■ **WHAT TO WORK ON**
Across the entries below, how many lines contain the word "panic"? Give the number alone.

== Segment start ==

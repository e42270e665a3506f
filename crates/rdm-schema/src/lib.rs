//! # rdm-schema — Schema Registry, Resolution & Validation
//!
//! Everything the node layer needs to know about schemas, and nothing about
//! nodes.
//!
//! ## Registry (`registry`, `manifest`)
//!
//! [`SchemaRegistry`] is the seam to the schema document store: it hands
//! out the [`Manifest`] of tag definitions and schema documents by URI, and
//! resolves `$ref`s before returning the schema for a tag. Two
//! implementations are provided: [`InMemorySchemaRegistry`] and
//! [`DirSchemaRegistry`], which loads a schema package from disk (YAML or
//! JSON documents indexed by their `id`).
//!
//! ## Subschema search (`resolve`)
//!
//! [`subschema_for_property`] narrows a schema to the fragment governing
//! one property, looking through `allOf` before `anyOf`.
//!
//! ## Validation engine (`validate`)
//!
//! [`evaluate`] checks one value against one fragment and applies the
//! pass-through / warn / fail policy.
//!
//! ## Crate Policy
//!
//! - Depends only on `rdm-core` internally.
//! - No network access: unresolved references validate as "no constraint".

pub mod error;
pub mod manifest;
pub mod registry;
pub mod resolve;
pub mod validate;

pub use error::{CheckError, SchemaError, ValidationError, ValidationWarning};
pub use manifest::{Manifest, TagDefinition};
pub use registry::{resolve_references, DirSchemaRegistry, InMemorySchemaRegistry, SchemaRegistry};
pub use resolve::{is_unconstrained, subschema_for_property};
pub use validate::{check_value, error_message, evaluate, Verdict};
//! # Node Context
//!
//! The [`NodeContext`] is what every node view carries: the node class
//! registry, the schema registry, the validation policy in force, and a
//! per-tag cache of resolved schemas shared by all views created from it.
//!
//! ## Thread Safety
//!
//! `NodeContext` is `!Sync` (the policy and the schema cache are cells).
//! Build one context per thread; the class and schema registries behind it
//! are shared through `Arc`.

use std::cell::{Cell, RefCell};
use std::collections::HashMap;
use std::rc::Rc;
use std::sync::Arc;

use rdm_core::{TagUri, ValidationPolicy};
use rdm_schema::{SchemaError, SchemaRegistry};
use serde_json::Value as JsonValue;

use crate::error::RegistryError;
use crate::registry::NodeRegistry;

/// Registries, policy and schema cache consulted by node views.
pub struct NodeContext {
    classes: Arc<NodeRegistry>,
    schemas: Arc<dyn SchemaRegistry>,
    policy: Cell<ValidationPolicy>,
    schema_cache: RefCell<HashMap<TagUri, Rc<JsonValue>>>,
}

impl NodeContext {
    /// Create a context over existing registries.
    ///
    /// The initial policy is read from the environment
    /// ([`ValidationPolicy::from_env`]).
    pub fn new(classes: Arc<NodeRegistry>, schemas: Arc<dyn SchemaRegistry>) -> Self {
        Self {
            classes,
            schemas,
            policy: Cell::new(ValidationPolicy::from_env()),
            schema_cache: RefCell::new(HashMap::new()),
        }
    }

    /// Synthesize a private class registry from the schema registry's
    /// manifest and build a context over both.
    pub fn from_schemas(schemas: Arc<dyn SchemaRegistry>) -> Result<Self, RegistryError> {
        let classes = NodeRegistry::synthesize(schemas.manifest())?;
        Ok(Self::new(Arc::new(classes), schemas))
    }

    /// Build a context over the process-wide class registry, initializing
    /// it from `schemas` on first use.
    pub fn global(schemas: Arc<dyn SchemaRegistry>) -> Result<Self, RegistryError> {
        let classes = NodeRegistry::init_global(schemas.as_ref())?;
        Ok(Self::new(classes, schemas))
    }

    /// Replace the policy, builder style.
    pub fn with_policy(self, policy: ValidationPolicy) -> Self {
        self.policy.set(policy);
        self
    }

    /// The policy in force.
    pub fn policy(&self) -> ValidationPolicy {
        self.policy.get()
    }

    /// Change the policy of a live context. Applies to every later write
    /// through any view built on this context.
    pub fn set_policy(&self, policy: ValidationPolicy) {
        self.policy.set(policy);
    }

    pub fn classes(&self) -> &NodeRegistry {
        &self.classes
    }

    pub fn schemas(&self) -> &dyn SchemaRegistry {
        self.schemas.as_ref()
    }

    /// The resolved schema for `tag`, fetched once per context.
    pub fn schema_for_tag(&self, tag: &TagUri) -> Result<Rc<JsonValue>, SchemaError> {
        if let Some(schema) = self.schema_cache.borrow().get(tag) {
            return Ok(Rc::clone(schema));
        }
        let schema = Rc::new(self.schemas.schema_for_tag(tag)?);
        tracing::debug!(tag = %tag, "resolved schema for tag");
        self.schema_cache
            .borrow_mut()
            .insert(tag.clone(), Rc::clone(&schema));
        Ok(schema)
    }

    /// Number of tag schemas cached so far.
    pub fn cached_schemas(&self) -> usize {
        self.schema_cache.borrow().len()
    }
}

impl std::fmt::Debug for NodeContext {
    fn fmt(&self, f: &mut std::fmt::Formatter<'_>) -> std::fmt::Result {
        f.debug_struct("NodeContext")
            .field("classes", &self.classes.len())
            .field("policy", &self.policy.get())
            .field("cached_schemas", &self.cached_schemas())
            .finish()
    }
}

== Segment end ==
== Segment start ==

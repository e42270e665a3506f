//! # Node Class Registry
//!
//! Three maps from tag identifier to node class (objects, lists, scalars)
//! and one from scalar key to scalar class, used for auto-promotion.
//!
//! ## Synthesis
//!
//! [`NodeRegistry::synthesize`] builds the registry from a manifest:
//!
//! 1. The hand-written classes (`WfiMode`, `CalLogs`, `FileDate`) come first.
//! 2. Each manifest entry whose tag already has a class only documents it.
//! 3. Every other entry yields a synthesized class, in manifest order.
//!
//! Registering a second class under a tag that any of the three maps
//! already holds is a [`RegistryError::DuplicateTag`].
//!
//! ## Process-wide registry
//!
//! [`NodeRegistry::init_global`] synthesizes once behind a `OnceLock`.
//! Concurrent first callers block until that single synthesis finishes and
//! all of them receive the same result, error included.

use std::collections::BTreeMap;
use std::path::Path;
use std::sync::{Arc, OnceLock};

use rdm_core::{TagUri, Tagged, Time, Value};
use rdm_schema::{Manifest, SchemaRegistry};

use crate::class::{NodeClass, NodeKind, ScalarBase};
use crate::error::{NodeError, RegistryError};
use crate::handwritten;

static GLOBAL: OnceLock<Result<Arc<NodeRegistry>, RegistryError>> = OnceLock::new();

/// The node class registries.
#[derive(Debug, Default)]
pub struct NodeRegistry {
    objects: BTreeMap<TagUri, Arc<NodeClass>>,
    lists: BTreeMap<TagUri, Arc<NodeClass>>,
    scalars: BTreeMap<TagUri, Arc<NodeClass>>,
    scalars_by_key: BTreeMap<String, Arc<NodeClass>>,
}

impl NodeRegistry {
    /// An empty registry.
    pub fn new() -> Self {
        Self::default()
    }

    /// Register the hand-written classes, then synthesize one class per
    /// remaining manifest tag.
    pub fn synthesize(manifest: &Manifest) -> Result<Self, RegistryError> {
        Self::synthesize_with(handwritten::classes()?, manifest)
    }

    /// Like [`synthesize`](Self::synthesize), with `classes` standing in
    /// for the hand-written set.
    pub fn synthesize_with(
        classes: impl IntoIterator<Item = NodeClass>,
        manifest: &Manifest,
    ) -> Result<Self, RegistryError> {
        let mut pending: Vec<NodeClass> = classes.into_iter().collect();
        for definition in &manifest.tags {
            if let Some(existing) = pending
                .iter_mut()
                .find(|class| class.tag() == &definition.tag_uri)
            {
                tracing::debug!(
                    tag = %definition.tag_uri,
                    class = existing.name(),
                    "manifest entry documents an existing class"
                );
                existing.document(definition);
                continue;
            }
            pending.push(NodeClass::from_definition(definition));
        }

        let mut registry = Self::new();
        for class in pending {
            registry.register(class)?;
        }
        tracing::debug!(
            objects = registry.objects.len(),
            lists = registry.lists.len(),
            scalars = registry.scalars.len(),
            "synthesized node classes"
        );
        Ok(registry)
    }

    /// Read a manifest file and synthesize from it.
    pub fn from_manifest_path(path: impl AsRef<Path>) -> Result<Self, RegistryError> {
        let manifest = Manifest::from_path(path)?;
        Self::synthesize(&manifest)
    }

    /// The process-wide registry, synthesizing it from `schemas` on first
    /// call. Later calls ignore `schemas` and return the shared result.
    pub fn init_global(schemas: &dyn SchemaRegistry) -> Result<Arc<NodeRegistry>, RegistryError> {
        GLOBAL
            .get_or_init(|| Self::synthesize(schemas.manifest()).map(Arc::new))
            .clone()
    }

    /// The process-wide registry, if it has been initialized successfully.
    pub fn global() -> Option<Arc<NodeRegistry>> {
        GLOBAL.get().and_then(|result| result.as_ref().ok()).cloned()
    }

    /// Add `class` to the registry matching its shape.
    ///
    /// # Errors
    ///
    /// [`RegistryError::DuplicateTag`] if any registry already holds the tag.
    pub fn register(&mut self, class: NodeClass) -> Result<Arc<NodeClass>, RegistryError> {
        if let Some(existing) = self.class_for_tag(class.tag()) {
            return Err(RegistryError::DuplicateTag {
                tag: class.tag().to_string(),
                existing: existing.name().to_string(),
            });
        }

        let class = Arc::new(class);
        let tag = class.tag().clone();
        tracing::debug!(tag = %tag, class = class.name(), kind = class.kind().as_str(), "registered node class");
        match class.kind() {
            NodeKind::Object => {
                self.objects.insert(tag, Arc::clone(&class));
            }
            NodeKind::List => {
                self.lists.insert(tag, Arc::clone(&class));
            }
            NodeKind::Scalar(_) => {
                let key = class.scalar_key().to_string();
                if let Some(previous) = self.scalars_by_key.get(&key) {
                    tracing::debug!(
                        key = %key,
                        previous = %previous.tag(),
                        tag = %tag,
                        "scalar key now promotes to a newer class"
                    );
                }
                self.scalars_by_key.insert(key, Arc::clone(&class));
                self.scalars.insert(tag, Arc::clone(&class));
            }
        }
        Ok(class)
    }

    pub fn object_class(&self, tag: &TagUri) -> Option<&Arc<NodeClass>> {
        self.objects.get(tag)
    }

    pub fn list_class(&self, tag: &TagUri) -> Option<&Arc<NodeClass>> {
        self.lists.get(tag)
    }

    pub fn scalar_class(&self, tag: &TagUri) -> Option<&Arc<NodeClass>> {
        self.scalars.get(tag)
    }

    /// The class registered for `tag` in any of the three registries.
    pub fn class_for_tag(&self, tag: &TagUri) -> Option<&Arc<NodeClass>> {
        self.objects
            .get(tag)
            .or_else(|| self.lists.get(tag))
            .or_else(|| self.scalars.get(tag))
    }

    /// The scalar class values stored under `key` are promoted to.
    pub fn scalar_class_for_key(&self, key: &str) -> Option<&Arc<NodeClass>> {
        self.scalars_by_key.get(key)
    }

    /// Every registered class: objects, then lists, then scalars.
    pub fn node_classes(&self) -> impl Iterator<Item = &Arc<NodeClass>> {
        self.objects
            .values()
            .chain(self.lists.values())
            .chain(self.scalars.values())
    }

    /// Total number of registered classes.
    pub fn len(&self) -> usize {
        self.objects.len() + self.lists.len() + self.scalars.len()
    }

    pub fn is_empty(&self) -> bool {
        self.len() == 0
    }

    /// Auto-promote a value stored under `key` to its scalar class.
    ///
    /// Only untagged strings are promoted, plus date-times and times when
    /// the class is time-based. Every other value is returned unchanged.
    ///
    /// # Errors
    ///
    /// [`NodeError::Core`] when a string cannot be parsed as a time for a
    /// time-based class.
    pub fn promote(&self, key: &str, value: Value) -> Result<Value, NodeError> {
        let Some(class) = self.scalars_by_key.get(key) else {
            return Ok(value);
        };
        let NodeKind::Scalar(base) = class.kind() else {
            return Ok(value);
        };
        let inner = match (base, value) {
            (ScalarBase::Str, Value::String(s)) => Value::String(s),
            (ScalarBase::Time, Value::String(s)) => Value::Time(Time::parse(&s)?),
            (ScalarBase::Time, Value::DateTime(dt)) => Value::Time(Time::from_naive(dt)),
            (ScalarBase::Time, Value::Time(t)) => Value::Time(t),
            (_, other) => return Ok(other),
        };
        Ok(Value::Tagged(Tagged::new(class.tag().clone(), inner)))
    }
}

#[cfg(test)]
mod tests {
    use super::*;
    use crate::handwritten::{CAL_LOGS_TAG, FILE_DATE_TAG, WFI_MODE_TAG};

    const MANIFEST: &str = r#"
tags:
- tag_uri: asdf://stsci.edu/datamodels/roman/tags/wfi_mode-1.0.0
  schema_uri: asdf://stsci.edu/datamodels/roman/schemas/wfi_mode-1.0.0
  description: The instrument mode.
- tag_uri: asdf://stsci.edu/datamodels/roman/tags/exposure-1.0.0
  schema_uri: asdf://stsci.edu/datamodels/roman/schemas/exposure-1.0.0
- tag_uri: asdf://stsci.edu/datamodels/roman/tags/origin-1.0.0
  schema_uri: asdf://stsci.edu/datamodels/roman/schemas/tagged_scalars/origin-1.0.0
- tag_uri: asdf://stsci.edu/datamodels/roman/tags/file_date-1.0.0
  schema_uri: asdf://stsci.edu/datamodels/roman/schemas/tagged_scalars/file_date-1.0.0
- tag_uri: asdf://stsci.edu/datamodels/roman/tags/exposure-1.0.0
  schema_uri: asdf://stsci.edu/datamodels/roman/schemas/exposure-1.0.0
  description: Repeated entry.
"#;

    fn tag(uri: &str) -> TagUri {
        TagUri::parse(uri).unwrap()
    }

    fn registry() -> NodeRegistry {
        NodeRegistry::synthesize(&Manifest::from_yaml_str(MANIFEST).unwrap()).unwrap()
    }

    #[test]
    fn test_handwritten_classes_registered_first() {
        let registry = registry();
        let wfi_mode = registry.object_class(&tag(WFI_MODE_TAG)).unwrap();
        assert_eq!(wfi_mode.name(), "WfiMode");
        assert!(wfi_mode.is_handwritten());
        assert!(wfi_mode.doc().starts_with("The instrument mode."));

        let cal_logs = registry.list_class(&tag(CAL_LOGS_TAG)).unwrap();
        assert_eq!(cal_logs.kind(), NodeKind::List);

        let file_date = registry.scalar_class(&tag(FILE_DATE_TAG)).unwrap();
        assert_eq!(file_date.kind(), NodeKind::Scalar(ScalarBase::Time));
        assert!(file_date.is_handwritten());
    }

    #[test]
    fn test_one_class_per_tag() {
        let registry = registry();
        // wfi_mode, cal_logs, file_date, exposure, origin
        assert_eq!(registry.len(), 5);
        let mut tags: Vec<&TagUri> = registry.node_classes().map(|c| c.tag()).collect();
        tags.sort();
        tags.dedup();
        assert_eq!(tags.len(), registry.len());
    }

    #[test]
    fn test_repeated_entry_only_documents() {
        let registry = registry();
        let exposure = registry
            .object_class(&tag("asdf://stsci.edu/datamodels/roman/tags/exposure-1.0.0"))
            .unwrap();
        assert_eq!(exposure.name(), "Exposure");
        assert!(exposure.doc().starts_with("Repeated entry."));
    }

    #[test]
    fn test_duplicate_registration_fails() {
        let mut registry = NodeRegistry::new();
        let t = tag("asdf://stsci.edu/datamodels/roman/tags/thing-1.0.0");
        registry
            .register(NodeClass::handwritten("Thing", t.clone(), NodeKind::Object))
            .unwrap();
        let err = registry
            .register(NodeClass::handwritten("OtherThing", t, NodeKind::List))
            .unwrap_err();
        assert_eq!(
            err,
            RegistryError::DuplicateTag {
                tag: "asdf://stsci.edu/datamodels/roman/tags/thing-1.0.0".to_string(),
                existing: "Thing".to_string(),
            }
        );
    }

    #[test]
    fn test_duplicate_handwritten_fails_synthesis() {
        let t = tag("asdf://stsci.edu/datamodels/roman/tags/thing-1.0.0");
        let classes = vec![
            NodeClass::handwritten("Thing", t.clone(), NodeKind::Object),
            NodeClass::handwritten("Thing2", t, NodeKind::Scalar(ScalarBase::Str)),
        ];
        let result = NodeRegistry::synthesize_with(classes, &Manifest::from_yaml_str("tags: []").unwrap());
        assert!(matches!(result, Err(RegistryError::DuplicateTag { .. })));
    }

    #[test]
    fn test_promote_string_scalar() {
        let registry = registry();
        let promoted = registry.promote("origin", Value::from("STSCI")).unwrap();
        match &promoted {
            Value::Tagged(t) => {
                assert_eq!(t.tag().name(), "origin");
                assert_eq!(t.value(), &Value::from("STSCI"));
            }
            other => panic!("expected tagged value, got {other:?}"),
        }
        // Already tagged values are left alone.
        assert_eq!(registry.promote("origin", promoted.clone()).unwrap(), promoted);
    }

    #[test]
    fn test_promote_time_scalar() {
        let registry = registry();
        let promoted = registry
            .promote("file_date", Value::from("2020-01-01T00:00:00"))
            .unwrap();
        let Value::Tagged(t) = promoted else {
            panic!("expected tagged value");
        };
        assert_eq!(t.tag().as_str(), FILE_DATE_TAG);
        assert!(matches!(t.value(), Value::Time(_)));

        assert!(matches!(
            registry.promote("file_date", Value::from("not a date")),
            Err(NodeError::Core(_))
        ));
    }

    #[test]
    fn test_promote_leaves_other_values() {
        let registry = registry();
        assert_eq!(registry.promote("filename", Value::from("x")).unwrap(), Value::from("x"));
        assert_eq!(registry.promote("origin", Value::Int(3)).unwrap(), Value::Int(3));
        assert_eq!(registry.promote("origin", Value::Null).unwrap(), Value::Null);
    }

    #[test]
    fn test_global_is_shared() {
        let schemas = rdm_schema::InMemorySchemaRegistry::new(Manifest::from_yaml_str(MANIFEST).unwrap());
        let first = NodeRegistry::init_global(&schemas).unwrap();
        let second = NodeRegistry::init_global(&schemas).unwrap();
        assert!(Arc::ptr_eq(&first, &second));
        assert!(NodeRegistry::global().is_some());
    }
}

== Segment end ==

■ **SOLVED PROBLEM**
2